Member Connecticut General Assembly
- In office 1832–1833

Senator Connecticut Senate
- In office 1833–1835

Judge State of Connecticut, County of New London, Probate District of Stonington
- In office 1843–1845

Personal details
- Born: 14 November 1780 Groton, Connecticut
- Died: 28 August 1863 Groton, Connecticut
- Spouse: Elizabeth
- Profession: Almanac publisher Textbook author

= Nathan Daboll (politician) =

American politician

Nathan Daboll (November 14, 1780 – August 28, 1863), was an American politician, judge, textbook author, and almanac publisher.

==Personal life==
He was the son of Elizabeth (1742–1813) and Nathan Daboll (1750–1818). He had a younger sister, Lydia (born c. 1782).

Daboll married Elizabeth in 1804. They had a son, David Austin Daboll (1813–1895).

He received an Honorary Degree from Wesleyan University in Middletown, Connecticut in 1835.

==Career==
Daboll served in the Connecticut House of Representatives 1832–1833, and the Connecticut Senate 1833–1835.
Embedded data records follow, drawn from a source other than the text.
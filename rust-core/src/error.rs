use thiserror::Error;

/// Errors raised at the data boundary where shapes arrive as untyped values.
///
/// Geometry on already-typed shapes never fails: degenerate input yields the
/// mathematically correct empty answer instead.
#[derive(Debug, Error)]
pub enum GeometryError {
    #[error("unrecognized shape kind: {value}")]
    UnrecognizedShapeKind { value: String },
    #[error("invalid {kind} shape: {message}")]
    InvalidShape { kind: &'static str, message: String },
}

impl GeometryError {
    pub fn unrecognized(value: &serde_json::Value) -> Self {
        GeometryError::UnrecognizedShapeKind {
            value: value.to_string(),
        }
    }
}
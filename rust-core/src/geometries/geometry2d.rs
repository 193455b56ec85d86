use std::f64::consts::PI;

use nalgebra::Vector2;

use crate::config::GeometryConfig;
use crate::geometries::geometry2d_bounding_box::BoundingBox2D;
use crate::geometries::point::{self, Point};
use crate::geometries::point_pair::PointPair;

/// Operations every closed 2D shape provides
///
/// Shapes are immutable values: `translate` returns a new shape.
pub trait Geometry2D: std::fmt::Debug {
    /// Closed containment: points on the boundary are inside
    fn contains_point(&self, point: Point, config: &GeometryConfig) -> bool;

    /// Axis-aligned bounds
    fn bounding_box(&self) -> BoundingBox2D;

    /// Centroid (circle center, rectangle middle, area-weighted polygon centroid)
    fn center(&self) -> Point;

    fn area(&self) -> f64;

    /// Corner points in boundary order, empty for circles
    fn vertices(&self) -> Vec<Point>;

    /// Boundary as closed loop of segments, empty for circles
    fn segments(&self) -> Vec<PointPair>;

    fn translate(&self, offset: Point) -> Self
    where
        Self: Sized;

    /// Tolerance equality against a shape of the same kind
    fn approx_eq(&self, other: &Self, config: &GeometryConfig) -> bool
    where
        Self: Sized;

    /// Rounded string key; shapes equal under `approx_eq` share it
    fn hash_key(&self, config: &GeometryConfig) -> String;

    /// Euclidean distance from `point` to the shape, 0 when contained
    fn distance_to_point(&self, point: Point, config: &GeometryConfig) -> f64 {
        if self.contains_point(point, config) {
            return 0.0;
        }
        self.segments()
            .iter()
            .map(|segment| segment.distance_to_point(point))
            .fold(f64::INFINITY, f64::min)
    }
}

// ======================== CIRCLE ========================

#[derive(Debug, Clone, Copy, PartialEq)]
pub struct Circle {
    pub center: Point,
    pub radius: f64,
}

impl Circle {
    pub fn new(center: Point, radius: f64) -> Self {
        debug_assert!(radius >= 0.0, "Circle radius must be non-negative");
        Self { center, radius }
    }

    pub fn circumference(&self) -> f64 {
        2.0 * PI * self.radius
    }

    pub fn rotate(&self, angle: f64, center: Point) -> Self {
        Self::new(point::rotate(self.center, angle, center), self.radius)
    }
}

impl Geometry2D for Circle {
    fn contains_point(&self, point: Point, config: &GeometryConfig) -> bool {
        config.le(point::distance(point, self.center), self.radius)
    }

    fn bounding_box(&self) -> BoundingBox2D {
        let extent = Vector2::new(self.radius, self.radius);
        BoundingBox2D::new(self.center - extent, self.center + extent)
    }

    fn center(&self) -> Point {
        self.center
    }

    fn area(&self) -> f64 {
        PI * self.radius * self.radius
    }

    fn vertices(&self) -> Vec<Point> {
        Vec::new()
    }

    fn segments(&self) -> Vec<PointPair> {
        Vec::new()
    }

    fn translate(&self, offset: Point) -> Self {
        Self::new(self.center + offset, self.radius)
    }

    fn approx_eq(&self, other: &Self, config: &GeometryConfig) -> bool {
        point::points_equal(self.center, other.center, config)
            && config.approx_eq(self.radius, other.radius)
    }

    fn hash_key(&self, config: &GeometryConfig) -> String {
        format!(
            "circle:{};{}",
            point::point_hash(self.center, config),
            config.hash_coordinate(self.radius)
        )
    }

    fn distance_to_point(&self, point: Point, _config: &GeometryConfig) -> f64 {
        (point::distance(point, self.center) - self.radius).max(0.0)
    }
}

// ======================== RECTANGLE ========================

/// Axis-aligned rectangle; (x, y) is the minimum (top-left) corner
#[derive(Debug, Clone, Copy, PartialEq)]
pub struct Rectangle {
    pub x: f64,
    pub y: f64,
    pub w: f64,
    pub h: f64,
}

impl Rectangle {
    pub fn new(x: f64, y: f64, w: f64, h: f64) -> Self {
        debug_assert!(w >= 0.0 && h >= 0.0, "Rectangle size must be non-negative");
        Self { x, y, w, h }
    }

    pub fn right(&self) -> f64 {
        self.x + self.w
    }

    pub fn bottom(&self) -> f64 {
        self.y + self.h
    }

    /// Rotated rectangles are no longer axis-aligned, so rotation yields a polygon
    pub fn rotate(&self, angle: f64, center: Point) -> Polygon {
        Polygon::new(
            self.vertices()
                .into_iter()
                .map(|v| point::rotate(v, angle, center))
                .collect(),
        )
    }
}

impl Geometry2D for Rectangle {
    fn contains_point(&self, point: Point, config: &GeometryConfig) -> bool {
        BoundingBox2D::from(*self).contains(point, config)
    }

    fn bounding_box(&self) -> BoundingBox2D {
        BoundingBox2D::from(*self)
    }

    fn center(&self) -> Point {
        Vector2::new(self.x + self.w / 2.0, self.y + self.h / 2.0)
    }

    fn area(&self) -> f64 {
        self.w * self.h
    }

    /// Corners starting at (x, y), positive signed area order
    fn vertices(&self) -> Vec<Point> {
        vec![
            Vector2::new(self.x, self.y),
            Vector2::new(self.right(), self.y),
            Vector2::new(self.right(), self.bottom()),
            Vector2::new(self.x, self.bottom()),
        ]
    }

    fn segments(&self) -> Vec<PointPair> {
        closed_loop(&self.vertices())
    }

    fn translate(&self, offset: Point) -> Self {
        Self::new(self.x + offset.x, self.y + offset.y, self.w, self.h)
    }

    fn approx_eq(&self, other: &Self, config: &GeometryConfig) -> bool {
        config.approx_eq(self.x, other.x)
            && config.approx_eq(self.y, other.y)
            && config.approx_eq(self.w, other.w)
            && config.approx_eq(self.h, other.h)
    }

    fn hash_key(&self, config: &GeometryConfig) -> String {
        format!(
            "rectangle:{};{};{};{}",
            config.hash_coordinate(self.x),
            config.hash_coordinate(self.y),
            config.hash_coordinate(self.w),
            config.hash_coordinate(self.h)
        )
    }
}

// ======================== TRIANGLE ========================

/// Triangle over three points; colinear triangles are allowed and have zero area
#[derive(Debug, Clone, Copy, PartialEq)]
pub struct Triangle {
    pub a: Point,
    pub b: Point,
    pub c: Point,
}

impl Triangle {
    pub fn new(a: Point, b: Point, c: Point) -> Self {
        Self { a, b, c }
    }

    /// Positive when a → b → c runs counter-clockwise
    pub fn signed_area(&self) -> f64 {
        point::orientation(self.a, self.b, self.c) / 2.0
    }

    pub fn is_degenerate(&self, config: &GeometryConfig) -> bool {
        config.approx_zero(self.signed_area())
    }

    /// Circle through all three vertices, `None` for colinear triangles
    pub fn circumcircle(&self, config: &GeometryConfig) -> Option<Circle> {
        let (a, b, c) = (self.a, self.b, self.c);
        let d = 2.0 * (a.x * (b.y - c.y) + b.x * (c.y - a.y) + c.x * (a.y - b.y));
        if config.approx_zero(d) {
            return None;
        }
        let a_sq = a.norm_squared();
        let b_sq = b.norm_squared();
        let c_sq = c.norm_squared();
        let center = Vector2::new(
            (a_sq * (b.y - c.y) + b_sq * (c.y - a.y) + c_sq * (a.y - b.y)) / d,
            (a_sq * (c.x - b.x) + b_sq * (a.x - c.x) + c_sq * (b.x - a.x)) / d,
        );
        Some(Circle::new(center, point::distance(center, a)))
    }

    /// Whether `p` is one of the three vertices
    pub fn has_vertex(&self, p: Point, config: &GeometryConfig) -> bool {
        [self.a, self.b, self.c]
            .iter()
            .any(|&v| point::points_equal(v, p, config))
    }

    pub fn rotate(&self, angle: f64, center: Point) -> Self {
        Self::new(
            point::rotate(self.a, angle, center),
            point::rotate(self.b, angle, center),
            point::rotate(self.c, angle, center),
        )
    }
}

impl Geometry2D for Triangle {
    /// Barycentric sign test; a point is inside unless it sees edges with opposite signs
    fn contains_point(&self, p: Point, config: &GeometryConfig) -> bool {
        if self.is_degenerate(config) {
            return self.segments().iter().any(|s| s.contains_point(p, config));
        }
        let signs = [
            config.sign(point::orientation(self.a, self.b, p)),
            config.sign(point::orientation(self.b, self.c, p)),
            config.sign(point::orientation(self.c, self.a, p)),
        ];
        let has_negative = signs.iter().any(|&s| s < 0);
        let has_positive = signs.iter().any(|&s| s > 0);
        !(has_negative && has_positive)
    }

    fn bounding_box(&self) -> BoundingBox2D {
        BoundingBox2D::from_points(self.vertices()).unwrap_or_default()
    }

    fn center(&self) -> Point {
        (self.a + self.b + self.c) / 3.0
    }

    fn area(&self) -> f64 {
        self.signed_area().abs()
    }

    fn vertices(&self) -> Vec<Point> {
        vec![self.a, self.b, self.c]
    }

    fn segments(&self) -> Vec<PointPair> {
        closed_loop(&self.vertices())
    }

    fn translate(&self, offset: Point) -> Self {
        Self::new(self.a + offset, self.b + offset, self.c + offset)
    }

    /// Same vertex set, in any order
    fn approx_eq(&self, other: &Self, config: &GeometryConfig) -> bool {
        [self.a, self.b, self.c]
            .iter()
            .all(|&v| other.has_vertex(v, config))
            && [other.a, other.b, other.c]
                .iter()
                .all(|&v| self.has_vertex(v, config))
    }

    fn hash_key(&self, config: &GeometryConfig) -> String {
        let mut keys: Vec<String> = self
            .vertices()
            .into_iter()
            .map(|v| point::point_hash(v, config))
            .collect();
        keys.sort();
        format!("triangle:{}", keys.join(";"))
    }
}

// ======================== POLYGON ========================

/// Polygon over an ordered, counter-clockwise vertex list
///
/// Simplicity is not checked; self-intersecting outlines get best-effort answers
/// through the winding-number containment rule.
#[derive(Debug, Clone, PartialEq)]
pub struct Polygon {
    pub vertices: Vec<Point>,
}

impl Polygon {
    pub fn new(vertices: Vec<Point>) -> Self {
        Self { vertices }
    }

    /// Create a regular polygon with its first vertex on the +x axis
    pub fn regular(center: Point, radius: f64, sides: usize) -> Self {
        let angle_step = 2.0 * PI / sides as f64;
        let vertices = (0..sides)
            .map(|i| {
                let angle = i as f64 * angle_step;
                center + Vector2::new(radius * angle.cos(), radius * angle.sin())
            })
            .collect();
        Self { vertices }
    }

    /// Shoelace area, positive for counter-clockwise outlines
    pub fn signed_area(&self) -> f64 {
        let n = self.vertices.len();
        if n < 3 {
            return 0.0;
        }
        (0..n)
            .map(|i| point::cross(self.vertices[i], self.vertices[(i + 1) % n]))
            .sum::<f64>()
            / 2.0
    }

    /// Signed number of times the outline wraps around `p`
    pub fn winding_number(&self, p: Point) -> i32 {
        let n = self.vertices.len();
        if n < 3 {
            return 0;
        }
        let mut winding = 0;
        for i in 0..n {
            let v1 = self.vertices[i];
            let v2 = self.vertices[(i + 1) % n];
            let side = point::orientation(v1, v2, p);
            if v1.y <= p.y {
                if v2.y > p.y && side > 0.0 {
                    winding += 1;
                }
            } else if v2.y <= p.y && side < 0.0 {
                winding -= 1;
            }
        }
        winding
    }

    pub fn rotate(&self, angle: f64, center: Point) -> Self {
        Self::new(
            self.vertices
                .iter()
                .map(|&v| point::rotate(v, angle, center))
                .collect(),
        )
    }
}

impl Geometry2D for Polygon {
    /// Nonzero winding number, or on the outline; an empty polygon contains nothing
    fn contains_point(&self, p: Point, config: &GeometryConfig) -> bool {
        if self.vertices.is_empty() {
            return false;
        }
        self.winding_number(p) != 0 || self.segments().iter().any(|s| s.contains_point(p, config))
            || (self.vertices.len() == 1 && point::points_equal(self.vertices[0], p, config))
    }

    fn bounding_box(&self) -> BoundingBox2D {
        BoundingBox2D::from_points(self.vertices.iter().copied()).unwrap_or_default()
    }

    /// Area-weighted centroid, vertex average for degenerate outlines
    fn center(&self) -> Point {
        let n = self.vertices.len();
        if n == 0 {
            return Point::zeros();
        }
        let signed_area = self.signed_area();
        if signed_area.abs() < f64::EPSILON {
            let sum: Point = self.vertices.iter().sum();
            return sum / n as f64;
        }
        let weighted: Point = (0..n)
            .map(|i| {
                let v1 = self.vertices[i];
                let v2 = self.vertices[(i + 1) % n];
                (v1 + v2) * point::cross(v1, v2)
            })
            .sum();
        weighted / (6.0 * signed_area)
    }

    fn area(&self) -> f64 {
        self.signed_area().abs()
    }

    fn vertices(&self) -> Vec<Point> {
        self.vertices.clone()
    }

    fn segments(&self) -> Vec<PointPair> {
        closed_loop(&self.vertices)
    }

    fn translate(&self, offset: Point) -> Self {
        Self::new(self.vertices.iter().map(|&v| v + offset).collect())
    }

    /// Same outline up to a cyclic shift of the starting vertex
    fn approx_eq(&self, other: &Self, config: &GeometryConfig) -> bool {
        let n = self.vertices.len();
        if n != other.vertices.len() {
            return false;
        }
        if n == 0 {
            return true;
        }
        (0..n).any(|shift| {
            (0..n).all(|i| {
                point::points_equal(self.vertices[i], other.vertices[(i + shift) % n], config)
            })
        })
    }

    /// Vertex keys in order, rotated to start at the smallest key
    fn hash_key(&self, config: &GeometryConfig) -> String {
        let keys: Vec<String> = self
            .vertices
            .iter()
            .map(|&v| point::point_hash(v, config))
            .collect();
        let start = keys
            .iter()
            .enumerate()
            .min_by(|(_, a), (_, b)| a.cmp(b))
            .map(|(i, _)| i)
            .unwrap_or(0);
        let rotated: Vec<&str> = keys[start..]
            .iter()
            .chain(keys[..start].iter())
            .map(String::as_str)
            .collect();
        format!("polygon:{}", rotated.join(";"))
    }
}

/// Segments joining consecutive vertices, closing back to the first
///
/// Two vertices give a single segment, fewer give none.
pub fn closed_loop(vertices: &[Point]) -> Vec<PointPair> {
    match vertices.len() {
        0 | 1 => Vec::new(),
        2 => vec![PointPair::segment(vertices[0], vertices[1])],
        n => (0..n)
            .map(|i| PointPair::segment(vertices[i], vertices[(i + 1) % n]))
            .collect(),
    }
}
He was Clerk of the Court of Probate for the State of Connecticut, County of New London, Connecticut, Probate District of Stonington before serving as a probate judge 1843–1845.
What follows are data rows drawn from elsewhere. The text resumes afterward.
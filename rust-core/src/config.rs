// Constants and the shared numeric tolerance policy

use serde::{Deserialize, Serialize};

// Tolerances
pub const EPSILON: f64 = 1e-8; // Squared-distance threshold for point equality, sign and determinant tests
pub const HASH_PRECISION: usize = 6; // Decimal digits kept in shape hash keys

/// Tolerance settings threaded through every equality and sign decision.
///
/// The public convenience functions use [`GeometryConfig::default`], which mirrors
/// [`EPSILON`] and [`HASH_PRECISION`]. Pass an explicit config to probe boundary
/// behavior at other tolerances.
#[derive(Debug, Clone, Copy, PartialEq, Serialize, Deserialize)]
#[serde(default)]
pub struct GeometryConfig {
    pub epsilon: f64,
    pub hash_precision: usize,
}

impl Default for GeometryConfig {
    fn default() -> Self {
        Self {
            epsilon: EPSILON,
            hash_precision: HASH_PRECISION,
        }
    }
}

impl GeometryConfig {
    pub fn with_epsilon(epsilon: f64) -> Self {
        Self {
            epsilon,
            ..Self::default()
        }
    }

    /// `true` if `value` is within epsilon of zero
    #[inline]
    pub fn approx_zero(&self, value: f64) -> bool {
        value.abs() < self.epsilon
    }

    #[inline]
    pub fn approx_eq(&self, a: f64, b: f64) -> bool {
        self.approx_zero(a - b)
    }

    /// `a <= b` with epsilon slack (closed boundary)
    #[inline]
    pub fn le(&self, a: f64, b: f64) -> bool {
        a <= b + self.epsilon
    }

    /// `a < b` by more than epsilon (open boundary)
    #[inline]
    pub fn lt(&self, a: f64, b: f64) -> bool {
        a < b - self.epsilon
    }

    /// Sign of `value` with everything within epsilon of zero mapped to 0
    #[inline]
    pub fn sign(&self, value: f64) -> i8 {
        if self.approx_zero(value) {
            0
        } else if value > 0.0 {
            1
        } else {
            -1
        }
    }

    /// Format a coordinate for hash keys, normalizing negative zero
    pub fn hash_coordinate(&self, value: f64) -> String {
        let formatted = format!("{:.*}", self.hash_precision, value);
        if formatted.starts_with('-') && formatted[1..].chars().all(|c| c == '0' || c == '.') {
            formatted[1..].to_string()
        } else {
            formatted
        }
    }
}
// Voronoi cells derived from the Delaunay triangulation
//
// The cell of a site is the polygon through the circumcenters of the triangles
// incident to it, ordered by polar angle around the site.

use log::debug;

use crate::config::GeometryConfig;
use crate::geometries::{point, Point, Polygon};
use crate::mesh::triangulation::Triangulation;

/// Minimum incident triangles (and distinct circumcenters) for a bounded cell
const MIN_CELL_VERTICES: usize = 3;

/// The region of the plane closer to `site` than to any other input point
#[derive(Debug, Clone, PartialEq)]
pub struct VoronoiCell {
    pub site: Point,
    /// Counter-clockwise cell outline, `None` when the region is unbounded
    pub polygon: Option<Polygon>,
}

impl VoronoiCell {
    pub fn is_bounded(&self) -> bool {
        self.polygon.is_some()
    }
}

/// One cell per distinct input point, in input order
pub fn voronoi(points: &[Point]) -> Vec<VoronoiCell> {
    voronoi_with(points, &GeometryConfig::default())
}

pub fn voronoi_with(points: &[Point], config: &GeometryConfig) -> Vec<VoronoiCell> {
    let triangulation = Triangulation::with_config(points, config);
    cells_from_triangulation(&triangulation, config)
}

/// Build cells from an existing triangulation
pub fn cells_from_triangulation(triangulation: &Triangulation, config: &GeometryConfig) -> Vec<VoronoiCell> {
    let cells: Vec<VoronoiCell> = triangulation
        .sites
        .iter()
        .map(|&site| VoronoiCell {
            site,
            polygon: cell_polygon(triangulation, site, config),
        })
        .collect();

    debug!(
        "voronoi: {} of {} cells bounded",
        cells.iter().filter(|c| c.is_bounded()).count(),
        cells.len()
    );
    cells
}

fn cell_polygon(triangulation: &Triangulation, site: Point, config: &GeometryConfig) -> Option<Polygon> {
    let incident = triangulation.incident_triangles(site, config);
    if incident.len() < MIN_CELL_VERTICES {
        return None;
    }

    let mut centers: Vec<Point> = Vec::with_capacity(incident.len());
    for center in incident
        .iter()
        .filter_map(|t| t.circumcircle(config))
        .map(|circle| circle.center)
    {
        if !centers.iter().any(|&c| point::points_equal(c, center, config)) {
            centers.push(center);
        }
    }
    if centers.len() < MIN_CELL_VERTICES {
        return None;
    }

    centers.sort_by(|&p, &q| {
        point::angle_between(site, p).total_cmp(&point::angle_between(site, q))
    });
    Some(Polygon::new(centers))
}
Daboll assisted his father, the notable American Revolution period almanac publisher, with the publication of the New England Almanac. With his son David, he developed Daboll's New Arithmetic, a revision of his father's textbook, Schoolmaster's Assistant.

==Works==
- Daboll, N. (1819). "The New-England almanack for the year of our Lord Christ, 1820"
- Daboll, N. (1821). "Nathan Daboll arithmetic book"
- Green, S. (1824). "The practical accountant, or, Farmer's and mechanic's best method of book keeping for the easy instruction of youth. Designed as a compainion (sic) to Daboll's arithmetic"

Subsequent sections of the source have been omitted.